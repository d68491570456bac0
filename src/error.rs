//! Error types and Result aliases for mysh

use std::fmt;
use std::path::PathBuf;

/// Result type alias for mysh operations
pub type Result<T> = std::result::Result<T, Error>;

/// Main error type for mysh
///
/// The `Display` text of the command-level variants is what the interpreter
/// prints to the console, so it is kept short and user facing.
#[derive(Debug)]
pub enum Error {
    // === Command errors ===
    /// Unknown verb, wrong arity or malformed argument
    InvalidCommand {
        command: String,
        reason: String,
    },

    /// Target of `movetodir` is not an existing directory
    DirectoryNotFound {
        target: String,
    },

    /// Program image could not be launched
    SpawnFailed {
        program: String,
        reason: String,
    },

    /// Foreground child could not be waited on
    WaitFailed {
        program: String,
        reason: String,
    },

    /// Replay targeted a stored replay command
    ReplayOfReplay {
        command: String,
    },

    /// Replay chain went deeper than allowed
    ReplayDepthExceeded {
        depth: usize,
    },

    // === Process errors ===
    /// Failed to send signal to process
    SignalSendFailed {
        pid: u32,
        signal: String,
        reason: String,
    },

    // === History errors ===
    /// Failed to read the persisted history file
    HistoryLoadFailed {
        path: PathBuf,
        reason: String,
    },

    /// Failed to write the persisted history file
    HistorySaveFailed {
        path: PathBuf,
        reason: String,
    },

    /// Failed to delete the persisted history file
    HistoryClearFailed {
        path: PathBuf,
        reason: String,
    },

    // === Configuration errors ===
    /// Configuration file not found
    ConfigNotFound,

    /// Failed to load configuration file
    ConfigLoadFailed {
        path: PathBuf,
        reason: String,
    },

    /// Failed to parse configuration
    ConfigParseFailed {
        format: String,
        reason: String,
    },

    /// Failed to serialize configuration
    ConfigSerializationFailed {
        format: String,
        reason: String,
    },

    /// Configuration validation failed
    ConfigValidationFailed {
        field: String,
        reason: String,
    },

    // === I/O and serialization errors ===
    /// I/O errors
    Io(std::io::Error),

    /// Serialization errors
    Serde(serde_json::Error),

    /// TOML parsing errors
    Toml(toml::de::Error),
}

impl fmt::Display for Error {
    fn fmt(&self, f: &mut fmt::Formatter<'_>) -> fmt::Result {
        match self {
            // Command errors
            Error::InvalidCommand { command, .. } => {
                write!(f, "Invalid command: {}", command)
            }
            Error::DirectoryNotFound { target } => {
                write!(f, "Directory {}: not found", target)
            }
            Error::SpawnFailed { program, .. } => {
                write!(f, "Could not open: {}", program)
            }
            Error::WaitFailed { program, reason } => {
                write!(f, "Lost track of '{}': {}", program, reason)
            }
            Error::ReplayOfReplay { command } => {
                write!(f, "Invalid command: replay of replay ({})", command)
            }
            Error::ReplayDepthExceeded { depth } => {
                write!(f, "Invalid command: replay nested deeper than {}", depth)
            }

            // Process errors
            Error::SignalSendFailed { pid, signal, reason } => {
                write!(f, "Failed to send {} to PID {}: {}", signal, pid, reason)
            }

            // History errors
            Error::HistoryLoadFailed { path, reason } => {
                write!(f, "Failed to load history from '{}': {}", path.display(), reason)
            }
            Error::HistorySaveFailed { path, reason } => {
                write!(f, "Failed to save history to '{}': {}", path.display(), reason)
            }
            Error::HistoryClearFailed { path, reason } => {
                write!(f, "Failed to remove history file '{}': {}", path.display(), reason)
            }

            // Configuration errors
            Error::ConfigNotFound => {
                write!(f, "Configuration file not found")
            }
            Error::ConfigLoadFailed { path, reason } => {
                write!(f, "Failed to load config from '{}': {}", path.display(), reason)
            }
            Error::ConfigParseFailed { format, reason } => {
                write!(f, "Failed to parse {} config: {}", format, reason)
            }
            Error::ConfigSerializationFailed { format, reason } => {
                write!(f, "Failed to serialize config as {}: {}", format, reason)
            }
            Error::ConfigValidationFailed { field, reason } => {
                write!(f, "Configuration validation failed for '{}': {}", field, reason)
            }

            // I/O and serialization errors
            Error::Io(err) => write!(f, "I/O error: {}", err),
            Error::Serde(err) => write!(f, "Serialization error: {}", err),
            Error::Toml(err) => write!(f, "TOML parsing error: {}", err),
        }
    }
}

impl std::error::Error for Error {
    fn source(&self) -> Option<&(dyn std::error::Error + 'static)> {
        match self {
            Error::Io(err) => Some(err),
            Error::Serde(err) => Some(err),
            Error::Toml(err) => Some(err),
            _ => None,
        }
    }
}

impl Error {
    /// Whether this error belongs to a single command and the loop may go on
    pub fn is_command_failure(&self) -> bool {
        matches!(
            self,
            Error::InvalidCommand { .. }
                | Error::DirectoryNotFound { .. }
                | Error::SpawnFailed { .. }
                | Error::WaitFailed { .. }
                | Error::ReplayOfReplay { .. }
                | Error::ReplayDepthExceeded { .. }
                | Error::SignalSendFailed { .. }
                | Error::HistoryClearFailed { .. }
        )
    }
}

impl From<std::io::Error> for Error {
    fn from(err: std::io::Error) -> Self {
        Error::Io(err)
    }
}

impl From<serde_json::Error> for Error {
    fn from(err: serde_json::Error) -> Self {
        Error::Serde(err)
    }
}

impl From<toml::de::Error> for Error {
    fn from(err: toml::de::Error) -> Self {
        Error::Toml(err)
    }
}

******************************

▸ Your goal
Where a line above contains the word "ReplayOfReplay", show that line.

▸ Answer to this exercise
    ReplayOfReplay {
            Error::ReplayOfReplay { command } => {
                | Error::ReplayOfReplay { .. }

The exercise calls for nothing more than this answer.